Тренировочный День 5 (СИ) - Хонихоев Виталий
— Кхм… — прочищает горло Оксана: — кого там нелегкая принесла? Ночь на дворе!
— Да я ж слышу, что вы не спите. — дверь открывается и в палату входит Зина Ростовцева: — Надя не поехала в лагерь, так что я там одна, а мне скучно. Я ж слышу, что у вас тут весело.
— Подслушиваешь, значит. — прищуривается в полутьме Оксана: — нехорошо, Ростовцева… кроме того, там же с тобой еще же Гасленко.
— Наташка спит уже. — отмахивается Зина: — а у меня с собой вино есть.
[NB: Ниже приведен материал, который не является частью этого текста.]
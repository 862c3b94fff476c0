//! Customer-name canonicalization.
//!
//! `normalize` is total and idempotent: symbols are rewritten, whitespace is
//! collapsed, trailing legal-entity tokens are stripped until none remain, and
//! the result is lowercased.

/// Legal-entity and trade-channel tokens dropped from the end of a name.
/// Periods are removed before this check, so "B.V." arrives as "bv".
const LEGAL_SUFFIXES: &[&str] = &["bv", "vof", "gmbh", "webshop", "retail", "export", "holland"];

/// Site / branch qualifiers dropped when computing a base name.
const LOCATION_SUFFIXES: &[&str] = &[
    "naaldwijk",
    "aalsmeer",
    "rijnsburg",
    "villa",
    "klondike",
    "koolhaas",
    "houter",
    "zuidplas",
];

/// Canonical comparable form of a raw customer name. Empty input yields "".
pub fn normalize(raw: &str) -> String {
    let mut substituted = String::with_capacity(raw.len());
    for ch in raw.chars() {
        match ch {
            '&' => substituted.push_str("en"),
            '.' | ',' => {}
            '-' | '/' => substituted.push(' '),
            c => substituted.push(c),
        }
    }

    let mut tokens: Vec<&str> = substituted.split_whitespace().collect();
    strip_trailing(&mut tokens, LEGAL_SUFFIXES);

    tokens.join(" ").to_lowercase()
}

/// `normalize` with trailing location qualifiers also removed, so
/// "Bloemen Groothandel Aalsmeer" and "Bloemen Groothandel" share a base name.
pub fn base_name(raw: &str) -> String {
    let normalized = normalize(raw);
    let mut tokens: Vec<&str> = normalized.split(' ').filter(|t| !t.is_empty()).collect();
    // A location token can hide a legal suffix ("acme bv aalsmeer").
    strip_trailing(&mut tokens, &[LOCATION_SUFFIXES, LEGAL_SUFFIXES].concat());
    tokens.join(" ")
}

/// Drop matching tokens from the end while at least one token would remain.
fn strip_trailing(tokens: &mut Vec<&str>, suffixes: &[&str]) {
    while tokens.len() > 1 {
        let last = tokens[tokens.len() - 1].to_lowercase();
        if suffixes.contains(&last.as_str()) {
            tokens.pop();
        } else {
            break;
        }
    }
}

#[cfg(test)]
mod tests {
    use super::*;
    use proptest::prelude::*;

    #[test]
    fn strips_legal_suffix_with_periods() {
        assert_eq!(normalize("ACME Bloemen B.V."), "acme bloemen");
        assert_eq!(normalize("Fleur v.o.f."), "fleur");
        assert_eq!(normalize("Gärtnerei Schmidt GmbH"), "gärtnerei schmidt");
    }

    #[test]
    fn symbols_and_whitespace() {
        assert_eq!(normalize("  Jansen  &  Zn "), "jansen en zn");
        assert_eq!(normalize("De Vries-Bloem/Plant"), "de vries bloem plant");
        assert_eq!(normalize("Van der Berg, Kwekerij"), "van der berg kwekerij");
    }

    #[test]
    fn stacked_suffixes_all_removed() {
        assert_eq!(normalize("Flora Holland Export BV"), "flora");
    }

    #[test]
    fn lone_suffix_token_is_kept() {
        assert_eq!(normalize("Export"), "export");
        assert_eq!(normalize("B.V."), "bv");
    }

    #[test]
    fn empty_and_blank() {
        assert_eq!(normalize(""), "");
        assert_eq!(normalize("   \t "), "");
        assert_eq!(normalize(".,"), "");
    }

    #[test]
    fn base_name_drops_location() {
        assert_eq!(base_name("Bloemenhuis Aalsmeer B.V."), "bloemenhuis");
        assert_eq!(base_name("Kwekerij Zuidplas"), "kwekerij");
        assert_eq!(base_name("Aalsmeer"), "aalsmeer");
        assert_eq!(base_name("Acme BV Aalsmeer"), "acme");
    }

    proptest! {
        #[test]
        fn normalize_is_idempotent(s in "\\PC{0,40}") {
            let once = normalize(&s);
            prop_assert_eq!(normalize(&once), once);
        }

        #[test]
        fn normalize_is_idempotent_on_suffix_heavy_names(
            words in proptest::collection::vec("(bv|B\\.V\\.|vof|Export|holland|acme|&|-| )", 0..8)
        ) {
            let s = words.join(" ");
            let once = normalize(&s);
            prop_assert_eq!(normalize(&once), once);
        }

        #[test]
        fn base_name_is_idempotent(s in "\\PC{0,40}") {
            let once = base_name(&s);
            prop_assert_eq!(base_name(&once), once);
        }
    }
}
И… я вот, пряников принесла. Пряников и сока. Томатный.
— Что же ты стоишь в дверях, Ростовцева? — искренне удивляется Терехова: — проходи, проходи. Гость в дом, бог в дом, так кажется, говорят.
— Боярыня, если ты так и будешь продолжать молчать, то Ксюха всю власть у тебя отожмет. — предупреждает Инна: — слышишь же, что теперь больше всех Терехову слышно? Она тут карбонарий, так что будь осторожна. И…
— Коломиец, не тормози, тару Ростовцевой передавай! Ага, Зин, держи вот так… — слышится бульканье: — на вот. Слушай, Зин у нас тут спор зашел про Поповича, как ты думаешь, он герой или клоун?
— А? Про Поповича? Да я ж не знаю. Мне как и остальным запретили из корпуса выходить, все самое интересно без меня прошло. — говорит Зина Ростовцева: — говорят там граната была и Попович на нее грудью лег, она взорвалась и чудом его не убила. А сейчас его Лиля Бергштейн лечит, потому что у нее сила есть лечебная в руках.
— В сиськах у нее сила лечебная, — хмыкает Оксана: — вот где у нее сила. Вот потому и нету у нее никакой силы, сиськи маленькие. Какой только чуши не напридумывают…
— А что вы хотите, нас на улицу не выпустили, я и не видела ничего, а потом Ритка-комсорг влетает и кричит на нас. Я думала оглохну. — Зина поднимает крышку от термоса и принюхивается: — вкусно пахнет. Яблоками?
— Это ж груша. И…
— Не, я такого допустить не могу. — говорит Лиза: — думала, что стерплю, но, наверное, нет. Вы понимаете, что сейчас происходит в мире? Зинка — не задерживай тару, пей давай. Ксюха — потом мне нальешь. Хотя… — она наклоняется и копошится в своем рюкзаке, достает оттуда металлическую флягу: — у меня ж ликер есть. И кружка своя. Кто-то будет ликеру?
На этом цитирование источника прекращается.